Seafloor seismometers deployed as part of the National Science Foundation’s Cascadia Initiative detected nearly 600 small earthquakes off central Oregon during their first year of operation — quakes that didn’t register on any land-based instruments.

Though the subduction zone can unleash magnitude-9 megaquakes and tsunamis, there’s no reason to think the small tremors are unusual or precursors to something bigger, seismologists say.

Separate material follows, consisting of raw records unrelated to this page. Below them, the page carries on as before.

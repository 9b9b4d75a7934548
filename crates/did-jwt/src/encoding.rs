use base64::engine::general_purpose::{URL_SAFE, URL_SAFE_NO_PAD};
use base64::Engine as _;

use crate::error::TokenError;

/// Encode bytes as unpadded base64url, the compact-token segment encoding.
pub fn encode(bytes: &[u8]) -> String {
    URL_SAFE_NO_PAD.encode(bytes)
}

/// Decode an unpadded base64url segment.
///
/// Segments travel without padding, so the input is re-padded to a multiple
/// of four before decoding. Already-padded input needs zero pad characters
/// and decodes as well.
pub fn decode(input: &str) -> Result<Vec<u8>, TokenError> {
    let pad = (4 - input.len() % 4) % 4;
    let mut padded = String::with_capacity(input.len() + pad);
    padded.push_str(input);
    for _ in 0..pad {
        padded.push('=');
    }
    URL_SAFE
        .decode(padded)
        .map_err(|e| TokenError::format("invalid base64url segment", e))
}
use std::collections::HashMap;

use async_trait::async_trait;
use serde::{Deserialize, Serialize};
use serde_json::Value;

use crate::capability::DidResolver;
use crate::error::TokenError;

/// A verification method (key material) within a DID Document.
#[derive(Debug, Clone, Serialize, Deserialize)]
#[serde(rename_all = "camelCase")]
pub struct VerificationMethod {
    /// Verification method identifier (e.g., "did:example:abc#keys-1").
    pub id: String,
    /// Type of the verification method (e.g., "JsonWebKey2020").
    #[serde(rename = "type")]
    pub method_type: String,
    /// The DID that controls this verification method.
    #[serde(default, skip_serializing_if = "Option::is_none")]
    pub controller: Option<String>,
    /// Public key material as a JWK, when the method carries one.
    #[serde(default, skip_serializing_if = "Option::is_none")]
    pub public_key_jwk: Option<Value>,
}

/// W3C-shaped DID Document, reduced to what signature verification needs.
#[derive(Debug, Clone, Serialize, Deserialize)]
#[serde(rename_all = "camelCase")]
pub struct DidDocument {
    /// The DID subject.
    pub id: String,
    /// Verification methods usable to authenticate the subject, in the
    /// order the resolver returned them.
    #[serde(default)]
    pub verification_method: Vec<VerificationMethod>,
}

/// Result of resolving a DID, as returned by a [`DidResolver`].
#[derive(Debug, Clone, Serialize, Deserialize)]
#[serde(rename_all = "camelCase")]
pub struct DidResolutionResult {
    pub did_document: DidDocument,
}

/// Resolver backed by a fixed in-memory map of DIDs to resolution results.
///
/// Useful for tests and for deployments where the full set of trusted DIDs
/// is known up front.
#[derive(Debug, Clone, Default)]
pub struct StaticDidResolver {
    documents: HashMap<String, DidResolutionResult>,
}

impl StaticDidResolver {
    pub fn new() -> Self {
        Self::default()
    }

    /// Register a resolution result for a DID.
    pub fn register(&mut self, did: impl Into<String>, result: DidResolutionResult) {
        self.documents.insert(did.into(), result);
    }

    /// Number of registered DIDs.
    pub fn len(&self) -> usize {
        self.documents.len()
    }

    pub fn is_empty(&self) -> bool {
        self.documents.is_empty()
    }
}

#[async_trait]
impl DidResolver for StaticDidResolver {
    async fn resolve(&self, did: &str) -> Result<DidResolutionResult, TokenError> {
        self.documents
            .get(did)
            .cloned()
            .ok_or_else(|| TokenError::Resolution(format!("DID not found: {did}")))
    }
}
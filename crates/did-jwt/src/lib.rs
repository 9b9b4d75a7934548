//! DID-bound JWT creation and verification.
//!
//! Implements the compact three-segment token pipeline:
//! - Canonical (key-sorted) JSON encoding of header and payload
//! - Unpadded base64url transport encoding
//! - Compact serialization and parsing (`create_jws` / `decode_jwt`)
//! - Standard claim injection on creation (`iat`, `exp`, forced `iss`)
//! - Verification driven by DID resolution: the issuer (or, for
//!   self-issued tokens, the subject) is resolved to a DID Document and
//!   its first verification method authenticates the signature
//!
//! Cryptographic signing/verification and DID resolution backends are
//! pluggable capabilities ([`Signer`], [`SignatureVerifier`],
//! [`DidResolver`]) injected through [`CreateOptions`] and
//! [`VerifyConfig`]. The core holds no state between calls and performs
//! no retries: capability failures surface immediately.

pub mod canonical;
pub mod capability;
pub mod did;
pub mod encoding;
pub mod error;
pub mod jws;
pub mod jwt;
pub mod verify;

pub use capability::{DidResolver, SignatureVerifier, Signer};
pub use did::{DidDocument, DidResolutionResult, StaticDidResolver, VerificationMethod};
pub use error::TokenError;
pub use jws::{create_jws, decode_jws, decode_jwt, DecodedJws, DecodedJwt};
pub use jwt::{create_jwt, CreateOptions, DEFAULT_EXPIRATION_SECS};
pub use verify::{verify_jwt, Audience, VerifiedJwt, VerifyConfig, CLOCK_SKEW_SECS, SELF_ISSUED_V2};
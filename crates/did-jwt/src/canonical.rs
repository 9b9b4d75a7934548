use serde_json::Value;

/// Serialize a JSON value to its canonical byte form.
///
/// Signature integrity depends on byte-exact reproducibility, so two
/// value-equal objects must serialize identically regardless of the order
/// their keys were inserted in. Object keys are sorted by unicode codepoint
/// at every nesting level, arrays keep their order, and no whitespace is
/// emitted. The sort is done explicitly rather than relying on
/// `serde_json::Map` ordering, which flips with the `preserve_order`
/// feature.
pub fn canonicalize(value: &Value) -> Vec<u8> {
    let mut out = Vec::new();
    write_value(value, &mut out);
    out
}

fn write_value(value: &Value, out: &mut Vec<u8>) {
    match value {
        Value::Object(map) => {
            out.push(b'{');
            let mut entries: Vec<(&String, &Value)> = map.iter().collect();
            entries.sort_unstable_by_key(|(key, _)| *key);
            for (i, (key, item)) in entries.iter().enumerate() {
                if i > 0 {
                    out.push(b',');
                }
                write_string(key, out);
                out.push(b':');
                write_value(item, out);
            }
            out.push(b'}');
        }
        Value::Array(items) => {
            out.push(b'[');
            for (i, item) in items.iter().enumerate() {
                if i > 0 {
                    out.push(b',');
                }
                write_value(item, out);
            }
            out.push(b']');
        }
        Value::String(s) => write_string(s, out),
        // Numbers, booleans and null have a single serde_json rendering.
        other => out.extend_from_slice(other.to_string().as_bytes()),
    }
}

fn write_string(s: &str, out: &mut Vec<u8>) {
    // serde_json's escaping rules are the standard JSON ones; writing a
    // bare string to a Vec cannot fail.
    let _ = serde_json::to_writer(&mut *out, s);
}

Sections of the 700-mile-long fault have probably been popping and snapping all along. But until now, there’s never been such an extensive network of underwater instruments to listen in.

“Putting seismometers out in the ocean is giving us a better understanding of what’s going on, because we’re closer to where the action is,” said Danielle Sumy, of the Incorporated Research Institutions for Seismology, a consortium that develops instruments and shares data.

The goal of the Cascadia Initiative is to assemble a more complete picture of the Northwest’s most dangerous fault — including what to expect the next time it ruptures. In addition to deploying more than 60 ocean-bottom seismometers and pressure gauges, the project also strengthened the land-based seismometer network and upgraded nearly 250 GPS stations to deliver rapid data on the way the region is being squeezed and warped by tectonic forces.

The initiative was funded with $10 million from the 2009 economic-stimulus package. The White House included it on a list of 100 Recovery Act projects “that are changing America.”

The first results, published Tuesday in a special section of the journal Seismological Research Letters, also include reports on the fault’s structure and the use of ocean-bottom sensors to track tsunamis and provide warnings.

Geologists have long puzzled over the lack of small earthquakes on the Cascadia Subduction Zone, where the tectonic plate comprising the seafloor is being forced under the North American plate. Most subduction zones around the world are rattled by frequent quakes, so many experts once argued that Cascadia’s relative quiet proved the fault didn’t pose any threat.

But the silence took on a more ominous air by the early 1990s, when geologists uncovered evidence of monstrous earthquakes and tsunamis in the past, the most recent in 1700.

“We now realize that the reason it’s so quiet is that it’s locked and accumulating strain,” said seismologist Susan Schwartz, of the University of California, Santa Cruz. “And it’s certain that it will experience a large earthquake again.”

Studying the fault is tough because much of it is underwater and 70 miles or more offshore.

Starting in 2011, Cascadia Initiative scientists on board research ships deposited seismometers in water up to 1.5 miles deep. For shallower sites near shore, they designed new instruments encased in cone-shaped metal shields to prevent them from being snagged by trawl nets.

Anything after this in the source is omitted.